== Supplied data ==
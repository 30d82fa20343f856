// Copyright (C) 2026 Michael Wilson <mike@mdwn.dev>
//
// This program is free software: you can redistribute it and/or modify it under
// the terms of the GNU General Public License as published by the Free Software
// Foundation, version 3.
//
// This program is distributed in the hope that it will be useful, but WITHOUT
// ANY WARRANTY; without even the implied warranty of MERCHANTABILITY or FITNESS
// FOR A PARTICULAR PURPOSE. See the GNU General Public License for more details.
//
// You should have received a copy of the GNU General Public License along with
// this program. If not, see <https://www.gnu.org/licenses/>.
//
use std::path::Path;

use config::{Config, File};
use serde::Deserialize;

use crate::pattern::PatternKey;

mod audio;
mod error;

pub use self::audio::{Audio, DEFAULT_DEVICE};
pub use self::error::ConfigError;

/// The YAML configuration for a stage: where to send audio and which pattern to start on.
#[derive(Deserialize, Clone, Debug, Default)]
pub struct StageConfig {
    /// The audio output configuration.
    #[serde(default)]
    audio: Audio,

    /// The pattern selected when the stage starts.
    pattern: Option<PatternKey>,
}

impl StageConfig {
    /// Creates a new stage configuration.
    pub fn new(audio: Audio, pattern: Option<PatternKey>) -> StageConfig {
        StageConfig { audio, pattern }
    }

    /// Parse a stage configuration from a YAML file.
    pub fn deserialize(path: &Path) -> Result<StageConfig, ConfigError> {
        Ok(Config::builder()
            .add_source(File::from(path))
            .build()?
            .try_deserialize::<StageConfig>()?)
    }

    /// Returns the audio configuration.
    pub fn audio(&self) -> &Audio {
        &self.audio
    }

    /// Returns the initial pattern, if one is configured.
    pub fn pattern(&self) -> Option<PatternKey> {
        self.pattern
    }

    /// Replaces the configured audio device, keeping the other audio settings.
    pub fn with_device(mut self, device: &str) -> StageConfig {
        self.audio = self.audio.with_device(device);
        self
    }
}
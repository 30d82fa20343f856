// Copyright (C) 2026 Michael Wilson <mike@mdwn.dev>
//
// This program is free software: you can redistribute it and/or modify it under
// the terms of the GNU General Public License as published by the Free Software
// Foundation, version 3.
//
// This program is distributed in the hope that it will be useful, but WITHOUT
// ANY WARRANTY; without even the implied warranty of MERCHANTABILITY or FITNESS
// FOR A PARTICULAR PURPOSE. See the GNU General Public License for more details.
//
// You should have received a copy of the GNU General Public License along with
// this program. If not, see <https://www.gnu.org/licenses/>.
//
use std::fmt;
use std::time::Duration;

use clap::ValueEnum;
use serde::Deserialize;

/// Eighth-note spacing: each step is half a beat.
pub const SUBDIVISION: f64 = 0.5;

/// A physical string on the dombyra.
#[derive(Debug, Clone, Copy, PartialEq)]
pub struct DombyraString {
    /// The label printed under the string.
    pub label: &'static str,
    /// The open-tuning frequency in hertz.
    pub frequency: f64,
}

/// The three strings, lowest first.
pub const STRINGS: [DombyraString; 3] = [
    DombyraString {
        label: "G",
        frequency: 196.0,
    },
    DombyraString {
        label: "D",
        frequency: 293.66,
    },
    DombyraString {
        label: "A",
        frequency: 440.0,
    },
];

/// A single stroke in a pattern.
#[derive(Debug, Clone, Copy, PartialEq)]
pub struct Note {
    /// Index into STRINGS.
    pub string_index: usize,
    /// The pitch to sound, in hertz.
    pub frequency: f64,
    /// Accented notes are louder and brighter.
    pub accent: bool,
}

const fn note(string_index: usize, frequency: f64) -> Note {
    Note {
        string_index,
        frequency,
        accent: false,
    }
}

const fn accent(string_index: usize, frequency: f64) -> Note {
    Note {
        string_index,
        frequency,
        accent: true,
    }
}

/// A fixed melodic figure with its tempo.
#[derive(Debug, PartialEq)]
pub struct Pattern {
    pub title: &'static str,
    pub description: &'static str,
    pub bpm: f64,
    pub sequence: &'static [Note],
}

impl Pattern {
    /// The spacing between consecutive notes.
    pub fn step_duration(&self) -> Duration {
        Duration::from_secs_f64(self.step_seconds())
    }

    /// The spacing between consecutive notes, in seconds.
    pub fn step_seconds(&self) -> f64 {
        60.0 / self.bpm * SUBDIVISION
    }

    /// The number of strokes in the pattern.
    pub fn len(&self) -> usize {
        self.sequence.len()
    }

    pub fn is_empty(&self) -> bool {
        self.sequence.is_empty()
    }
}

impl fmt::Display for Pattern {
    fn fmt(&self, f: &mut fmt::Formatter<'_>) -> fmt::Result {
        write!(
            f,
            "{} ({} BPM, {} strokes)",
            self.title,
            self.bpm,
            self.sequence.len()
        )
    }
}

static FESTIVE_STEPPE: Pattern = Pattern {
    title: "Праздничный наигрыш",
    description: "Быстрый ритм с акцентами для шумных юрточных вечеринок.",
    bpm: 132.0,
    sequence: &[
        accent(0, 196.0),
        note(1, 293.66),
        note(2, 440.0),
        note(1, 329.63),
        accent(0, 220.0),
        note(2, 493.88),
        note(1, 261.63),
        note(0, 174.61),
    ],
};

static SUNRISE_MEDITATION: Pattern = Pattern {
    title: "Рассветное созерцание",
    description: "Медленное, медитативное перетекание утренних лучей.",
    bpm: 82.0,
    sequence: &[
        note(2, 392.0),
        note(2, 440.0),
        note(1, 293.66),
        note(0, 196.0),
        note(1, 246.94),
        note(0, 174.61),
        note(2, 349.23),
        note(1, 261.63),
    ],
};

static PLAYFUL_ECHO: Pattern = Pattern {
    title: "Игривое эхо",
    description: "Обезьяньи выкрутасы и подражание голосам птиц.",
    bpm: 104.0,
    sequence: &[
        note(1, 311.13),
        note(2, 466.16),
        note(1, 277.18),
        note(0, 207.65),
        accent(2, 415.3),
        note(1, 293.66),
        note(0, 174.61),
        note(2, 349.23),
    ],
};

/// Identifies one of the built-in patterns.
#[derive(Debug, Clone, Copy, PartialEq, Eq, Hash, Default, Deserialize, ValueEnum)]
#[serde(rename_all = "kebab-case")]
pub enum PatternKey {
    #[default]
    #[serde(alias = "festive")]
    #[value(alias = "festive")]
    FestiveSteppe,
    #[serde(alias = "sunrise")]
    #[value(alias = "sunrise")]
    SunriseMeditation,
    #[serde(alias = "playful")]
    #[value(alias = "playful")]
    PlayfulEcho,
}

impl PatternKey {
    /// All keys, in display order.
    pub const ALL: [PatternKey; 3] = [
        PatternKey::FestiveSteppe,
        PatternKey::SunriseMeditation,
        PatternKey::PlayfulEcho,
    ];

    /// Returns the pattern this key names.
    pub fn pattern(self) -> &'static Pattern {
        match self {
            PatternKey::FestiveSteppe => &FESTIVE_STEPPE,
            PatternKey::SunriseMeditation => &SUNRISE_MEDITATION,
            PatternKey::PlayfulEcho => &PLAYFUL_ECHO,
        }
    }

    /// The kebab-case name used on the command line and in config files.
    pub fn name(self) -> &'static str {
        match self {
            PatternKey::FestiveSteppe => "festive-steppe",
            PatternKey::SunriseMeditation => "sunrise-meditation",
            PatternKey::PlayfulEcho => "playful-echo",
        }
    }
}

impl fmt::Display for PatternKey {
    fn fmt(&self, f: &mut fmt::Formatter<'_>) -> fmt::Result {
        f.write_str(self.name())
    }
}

== Work to complete ==
Every entry above should be duplicated exactly.

== Answer area ==
repository 30d82fa20343f856
// Copyright (C) 2026 Michael Wilson <mike@mdwn.dev>
//
// This program is free software: you can redistribute it and/or modify it under
// the terms of the GNU General Public License as published by the Free Software
// Foundation, version 3.
//
// This program is distributed in the hope that it will be useful, but WITHOUT
// ANY WARRANTY; without even the implied warranty of MERCHANTABILITY or FITNESS
// FOR A PARTICULAR PURPOSE. See the GNU General Public License for more details.
//
// You should have received a copy of the GNU General Public License along with
// this program. If not, see <https://www.gnu.org/licenses/>.
//
use std::path::Path;

use config::{Config, File};
use serde::Deserialize;

use crate::pattern::PatternKey;

mod audio;
mod error;

pub use self::audio::{Audio, DEFAULT_DEVICE};
pub use self::error::ConfigError;

/// The YAML configuration for a stage: where to send audio and which pattern to start on.
#[derive(Deserialize, Clone, Debug, Default)]
pub struct StageConfig {
    /// The audio output configuration.
    #[serde(default)]
    audio: Audio,

    /// The pattern selected when the stage starts.
    pattern: Option<PatternKey>,
}

impl StageConfig {
    /// Creates a new stage configuration.
    pub fn new(audio: Audio, pattern: Option<PatternKey>) -> StageConfig {
        StageConfig { audio, pattern }
    }

    /// Parse a stage configuration from a YAML file.
    pub fn deserialize(path: &Path) -> Result<StageConfig, ConfigError> {
        Ok(Config::builder()
            .add_source(File::from(path))
            .build()?
            .try_deserialize::<StageConfig>()?)
    }

    /// Returns the audio configuration.
    pub fn audio(&self) -> &Audio {
        &self.audio
    }

    /// Returns the initial pattern, if one is configured.
    pub fn pattern(&self) -> Option<PatternKey> {
        self.pattern
    }

    /// Replaces the configured audio device, keeping the other audio settings.
    pub fn with_device(mut self, device: &str) -> StageConfig {
        self.audio = self.audio.with_device(device);
        self
    }
}
repository 30d82fa20343f856
// Copyright (C) 2026 Michael Wilson <mike@mdwn.dev>
//
// This program is free software: you can redistribute it and/or modify it under
// the terms of the GNU General Public License as published by the Free Software
// Foundation, version 3.
//
// This program is distributed in the hope that it will be useful, but WITHOUT
// ANY WARRANTY; without even the implied warranty of MERCHANTABILITY or FITNESS
// FOR A PARTICULAR PURPOSE. See the GNU General Public License for more details.
//
// You should have received a copy of the GNU General Public License along with
// this program. If not, see <https://www.gnu.org/licenses/>.
//
use std::fmt;
use std::time::Duration;

use clap::ValueEnum;
use serde::Deserialize;

/// Eighth-note spacing: each step is half a beat.
pub const SUBDIVISION: f64 = 0.5;

/// A physical string on the dombyra.
#[derive(Debug, Clone, Copy, PartialEq)]
pub struct DombyraString {
    /// The label printed under the string.
    pub label: &'static str,
    /// The open-tuning frequency in hertz.
    pub frequency: f64,
}

/// The three strings, lowest first.
pub const STRINGS: [DombyraString; 3] = [
    DombyraString {
        label: "G",
        frequency: 196.0,
    },
    DombyraString {
        label: "D",
        frequency: 293.66,
    },
    DombyraString {
        label: "A",
        frequency: 440.0,
    },
];

/// A single stroke in a pattern.
#[derive(Debug, Clone, Copy, PartialEq)]
pub struct Note {
    /// Index into STRINGS.
    pub string_index: usize,
    /// The pitch to sound, in hertz.
    pub frequency: f64,
    /// Accented notes are louder and brighter.
    pub accent: bool,
}

const fn note(string_index: usize, frequency: f64) -> Note {
    Note {
        string_index,
        frequency,
        accent: false,
    }
}

const fn accent(string_index: usize, frequency: f64) -> Note {
    Note {
        string_index,
        frequency,
        accent: true,
    }
}

/// A fixed melodic figure with its tempo.
#[derive(Debug, PartialEq)]
pub struct Pattern {
    pub title: &'static str,
    pub description: &'static str,
    pub bpm: f64,
    pub sequence: &'static [Note],
}

impl Pattern {
    /// The spacing between consecutive notes.
    pub fn step_duration(&self) -> Duration {
        Duration::from_secs_f64(self.step_seconds())
    }

    /// The spacing between consecutive notes, in seconds.
    pub fn step_seconds(&self) -> f64 {
        60.0 / self.bpm * SUBDIVISION
    }

    /// The number of strokes in the pattern.
    pub fn len(&self) -> usize {
        self.sequence.len()
    }

    pub fn is_empty(&self) -> bool {
        self.sequence.is_empty()
    }
}

impl fmt::Display for Pattern {
    fn fmt(&self, f: &mut fmt::Formatter<'_>) -> fmt::Result {
        write!(
            f,
            "{} ({} BPM, {} strokes)",
            self.title,
            self.bpm,
            self.sequence.len()
        )
    }
}

static FESTIVE_STEPPE: Pattern = Pattern {
    title: "Праздничный наигрыш",
    description: "Быстрый ритм с акцентами для шумных юрточных вечеринок.",
    bpm: 132.0,
    sequence: &[
        accent(0, 196.0),
        note(1, 293.66),
        note(2, 440.0),
        note(1, 329.63),
        accent(0, 220.0),
        note(2, 493.88),
        note(1, 261.63),
        note(0, 174.61),
    ],
};

static SUNRISE_MEDITATION: Pattern = Pattern {
    title: "Рассветное созерцание",
    description: "Медленное, медитативное перетекание утренних лучей.",
    bpm: 82.0,
    sequence: &[
        note(2, 392.0),
        note(2, 440.0),
        note(1, 293.66),
        note(0, 196.0),
        note(1, 246.94),
        note(0, 174.61),
        note(2, 349.23),
        note(1, 261.63),
    ],
};

static PLAYFUL_ECHO: Pattern = Pattern {
    title: "Игривое эхо",
    description: "Обезьяньи выкрутасы и подражание голосам птиц.",
    bpm: 104.0,
    sequence: &[
        note(1, 311.13),
        note(2, 466.16),
        note(1, 277.18),
        note(0, 207.65),
        accent(2, 415.3),
        note(1, 293.66),
        note(0, 174.61),
        note(2, 349.23),
    ],
};

/// Identifies one of the built-in patterns.
#[derive(Debug, Clone, Copy, PartialEq, Eq, Hash, Default, Deserialize, ValueEnum)]
#[serde(rename_all = "kebab-case")]
pub enum PatternKey {
    #[default]
    #[serde(alias = "festive")]
    #[value(alias = "festive")]
    FestiveSteppe,
    #[serde(alias = "sunrise")]
    #[value(alias = "sunrise")]
    SunriseMeditation,
    #[serde(alias = "playful")]
    #[value(alias = "playful")]
    PlayfulEcho,
}

impl PatternKey {
    /// All keys, in display order.
    pub const ALL: [PatternKey; 3] = [
        PatternKey::FestiveSteppe,
        PatternKey::SunriseMeditation,
        PatternKey::PlayfulEcho,
    ];

    /// Returns the pattern this key names.
    pub fn pattern(self) -> &'static Pattern {
        match self {
            PatternKey::FestiveSteppe => &FESTIVE_STEPPE,
            PatternKey::SunriseMeditation => &SUNRISE_MEDITATION,
            PatternKey::PlayfulEcho => &PLAYFUL_ECHO,
        }
    }

    /// The kebab-case name used on the command line and in config files.
    pub fn name(self) -> &'static str {
        match self {
            PatternKey::FestiveSteppe => "festive-steppe",
            PatternKey::SunriseMeditation => "sunrise-meditation",
            PatternKey::PlayfulEcho => "playful-echo",
        }
    }
}

impl fmt::Display for PatternKey {
    fn fmt(&self, f: &mut fmt::Formatter<'_>) -> fmt::Result {
        f.write_str(self.name())
    }
}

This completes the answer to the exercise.